Exercise prompt: Below are the records; output them exactly from the first line through the line with "pub fn parse(body: &str)", stopping there.

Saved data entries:
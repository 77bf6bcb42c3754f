//! The one-time, server-directed redirect decision.
//!
//! A single check request is made per install. Its answer is either a URL,
//! which is saved and loaded once its redirects have settled, or nothing, in
//! which case the app carries on without one. Once the first check has
//! completed the decision is final.

use std::{
  sync::{
    Arc,
    atomic::{AtomicBool, Ordering},
  },
  time::Duration,
};

use chrono::{DateTime, Utc};
use depot_core::{
  kv::{KeyValueStore, Preferences},
  redirect::RedirectState,
};
use reqwest::Url;
use serde::Deserialize;

use crate::{NetConfig, Result, fetch::Fetcher};

// ─── Messages ────────────────────────────────────────────────────────────────

/// A signal from the page performing the check.
#[derive(Debug, Clone, PartialEq, Eq)]
pub enum BridgeMessage {
  /// The server answered with a URL.
  InitialUrl(String),
  /// Redirects landed on this domain.
  FinalDomain(String),
  /// The server answered without a URL.
  NoUrl,
  FetchError(String),
}

impl BridgeMessage {
  /// Parse the wire form (`initialUrl:<url>`, `finalDomain:<domain>`,
  /// `noUrlFromJson`, `fetchError:<message>`).
  pub fn parse(body: &str) -> Option<Self> {
    if let Some(url) = body.strip_prefix("initialUrl:") {
      Some(Self::InitialUrl(url.to_owned()))
    } else if let Some(domain) = body.strip_prefix("finalDomain:") {
      Some(Self::FinalDomain(domain.to_owned()))
    } else if let Some(message) = body.strip_prefix("fetchError:") {
      Some(Self::FetchError(message.to_owned()))
    } else if body == "noUrlFromJson" {
      Some(Self::NoUrl)
    } else {
      None
    }
  }
}

#[derive(Deserialize)]
struct CheckResponse {
  #[serde(default)]
  url: Option<String>,
}

/// Interpret a check response body.
pub fn interpret_check_body(body: &str) -> BridgeMessage {
  match serde_json::from_str::<CheckResponse>(body) {
    Ok(CheckResponse { url: Some(url) }) if !url.is_empty() => BridgeMessage::InitialUrl(url),
    Ok(_) => BridgeMessage::NoUrl,
    Err(e) => BridgeMessage::FetchError(e.to_string()),
  }
}

/// What the caller should do next.
#[derive(Debug, Clone, PartialEq, Eq)]
pub enum RedirectAction {
  None,
  /// Load `url` after `delay`.
  LoadAfter { url: String, delay: Duration },
}

/// Host of `url` with any leading `www.` dropped; empty if unparseable.
pub fn domain_of(url: &str) -> String {
  Url::parse(url)
    .ok()
    .and_then(|u| u.host_str().map(|h| h.strip_prefix("www.").unwrap_or(h).to_owned()))
    .unwrap_or_default()
}

// ─── Launch guard ────────────────────────────────────────────────────────────

/// Per-launch "already done" flags. Shared by every [`RedirectFlow`] built
/// during one run of the app; never persisted.
#[derive(Debug, Default)]
pub struct LaunchGuard {
  check_requested:    AtomicBool,
  initial_url_loaded: AtomicBool,
}

impl LaunchGuard {
  pub fn new() -> Arc<Self> { Arc::new(Self::default()) }

  /// `true` the first time only.
  fn claim_check(&self) -> bool { !self.check_requested.swap(true, Ordering::SeqCst) }

  fn claim_initial_load(&self) -> bool {
    !self.initial_url_loaded.swap(true, Ordering::SeqCst)
  }
}

// ─── Flow ────────────────────────────────────────────────────────────────────

pub struct RedirectFlow<S> {
  prefs:                Preferences<S>,
  guard:                Arc<LaunchGuard>,
  config:               NetConfig,
  navigation_completed: AtomicBool,
}

impl<S: KeyValueStore> RedirectFlow<S> {
  pub fn new(prefs: Preferences<S>, guard: Arc<LaunchGuard>, config: NetConfig) -> Self {
    Self {
      prefs,
      guard,
      config,
      navigation_completed: AtomicBool::new(false),
    }
  }

  pub async fn state(&self) -> Result<RedirectState> {
    Ok(RedirectState::load(&self.prefs).await?)
  }

  /// Whether the check should be made now: never after the first completed
  /// check, and at most once per launch.
  pub async fn begin_check(&self) -> Result<bool> {
    if self.state().await?.has_completed_first_server_check {
      return Ok(false);
    }
    Ok(self.guard.claim_check())
  }

  /// Perform the check request, if due, and apply its answer.
  pub async fn run_check<F: Fetcher>(
    &self,
    fetcher: &F,
    check_url: &str,
    now: DateTime<Utc>,
  ) -> Result<RedirectAction> {
    if !self.begin_check().await? {
      tracing::debug!("server check already made");
      return Ok(RedirectAction::None);
    }

    let message = match self.config.check_not_before {
      Some(not_before) if now < not_before => BridgeMessage::NoUrl,
      _ => match fetcher.get_text(check_url, self.config.request_timeout()).await {
        Ok(body) => interpret_check_body(&body),
        Err(e) => BridgeMessage::FetchError(e.to_string()),
      },
    };
    self.handle(message).await
  }

  /// On a launch where no check is due, reload the saved URL if there is
  /// one, so redirects left unsettled by an earlier launch can settle.
  /// At most once per launch, shared with a freshly checked URL.
  pub async fn resume(&self) -> Result<RedirectAction> {
    let state = self.state().await?;
    if !state.url_saved || state.saved_url.is_empty() {
      return Ok(RedirectAction::None);
    }
    if !self.guard.claim_initial_load() {
      return Ok(RedirectAction::None);
    }
    tracing::debug!(
      url = %state.saved_url,
      settled = state.redirects_completed,
      "reloading saved url"
    );
    Ok(RedirectAction::LoadAfter {
      url:   state.saved_url,
      delay: self.config.initial_load_delay(),
    })
  }

  /// Apply one bridge message to the persisted state.
  pub async fn handle(&self, message: BridgeMessage) -> Result<RedirectAction> {
    let mut state = self.state().await?;

    match message {
      BridgeMessage::InitialUrl(url) => {
        if state.url_saved && state.saved_url == url {
          return Ok(RedirectAction::None);
        }
        state.saved_url = url.clone();
        state.url_saved = true;
        state.redirects_completed = false;
        state.has_completed_first_server_check = true;
        state.check_error = None;
        state.save(&self.prefs).await?;
        tracing::info!(%url, "server check returned a url");

        if !self.guard.claim_initial_load() {
          return Ok(RedirectAction::None);
        }
        if Url::parse(&url).is_err() {
          tracing::warn!(%url, "server returned an unparseable url");
          return Ok(RedirectAction::None);
        }
        Ok(RedirectAction::LoadAfter {
          url,
          delay: self.config.initial_load_delay(),
        })
      }
      BridgeMessage::FinalDomain(domain) => {
        tracing::debug!(%domain, "redirects reported final domain");
        state.redirects_completed = true;
        state.save(&self.prefs).await?;
        Ok(RedirectAction::None)
      }
      BridgeMessage::NoUrl => self.settle_without_url(state, None).await,
      BridgeMessage::FetchError(e) => self.settle_without_url(state, Some(e)).await,
    }
  }

  async fn settle_without_url(
    &self,
    mut state: RedirectState,
    error: Option<String>,
  ) -> Result<RedirectAction> {
    tracing::info!(error = error.as_deref(), "server check settled without a url");
    state.saved_url.clear();
    state.url_saved = false;
    state.redirects_completed = false;
    state.has_completed_first_server_check = true;
    state.check_error = error;
    state.save(&self.prefs).await?;
    Ok(RedirectAction::None)
  }

  /// Called when a page load finishes. While a saved URL is waiting to
  /// settle, and only once per flow, waits the settle delay, then reads
  /// where navigation ended up via `current_url`. An `https://` URL that
  /// differs from the saved one replaces it. Either way redirects are then
  /// marked complete.
  ///
  /// Returns whether this call settled the redirects.
  pub async fn navigation_finished<U>(&self, current_url: U) -> Result<bool>
  where
    U: FnOnce() -> Option<String>,
  {
    let state = self.state().await?;
    if !state.url_saved || state.redirects_completed {
      return Ok(false);
    }
    if self.navigation_completed.swap(true, Ordering::SeqCst) {
      return Ok(false);
    }

    tokio::time::sleep(self.config.settle_delay()).await;

    let mut state = self.state().await?;
    if let Some(current) = current_url().filter(|u| u.starts_with("https://"))
      && current != state.saved_url
    {
      tracing::info!(
        from = %domain_of(&state.saved_url),
        to = %domain_of(&current),
        "redirects settled on a new url"
      );
      state.saved_url = current;
    }
    state.redirects_completed = true;
    state.save(&self.prefs).await?;
    Ok(true)
  }

  /// Carry out a [`RedirectAction`]: wait, load the URL following its
  /// redirects, and settle on wherever it ended.
  pub async fn follow<F: Fetcher>(&self, fetcher: &F, action: RedirectAction) -> Result<()> {
    let RedirectAction::LoadAfter { url, delay } = action else {
      return Ok(());
    };
    tokio::time::sleep(delay).await;

    let landed = match fetcher.final_url(&url, self.config.request_timeout()).await {
      Ok(landed) => landed,
      Err(e) => {
        // Left unsettled so the next launch loads it again.
        tracing::warn!(%url, error = %e, "loading saved url failed");
        return Ok(());
      }
    };
    self.navigation_finished(|| Some(landed)).await?;
    Ok(())
  }
}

Reply to the exercise:
repository 77bf6bcb42c3754f
//! The one-time, server-directed redirect decision.
//!
//! A single check request is made per install. Its answer is either a URL,
//! which is saved and loaded once its redirects have settled, or nothing, in
//! which case the app carries on without one. Once the first check has
//! completed the decision is final.

use std::{
  sync::{
    Arc,
    atomic::{AtomicBool, Ordering},
  },
  time::Duration,
};

use chrono::{DateTime, Utc};
use depot_core::{
  kv::{KeyValueStore, Preferences},
  redirect::RedirectState,
};
use reqwest::Url;
use serde::Deserialize;

use crate::{NetConfig, Result, fetch::Fetcher};

// ─── Messages ────────────────────────────────────────────────────────────────

/// A signal from the page performing the check.
#[derive(Debug, Clone, PartialEq, Eq)]
pub enum BridgeMessage {
  /// The server answered with a URL.
  InitialUrl(String),
  /// Redirects landed on this domain.
  FinalDomain(String),
  /// The server answered without a URL.
  NoUrl,
  FetchError(String),
}

impl BridgeMessage {
  /// Parse the wire form (`initialUrl:<url>`, `finalDomain:<domain>`,
  /// `noUrlFromJson`, `fetchError:<message>`).
  pub fn parse(body: &str) -> Option<Self> {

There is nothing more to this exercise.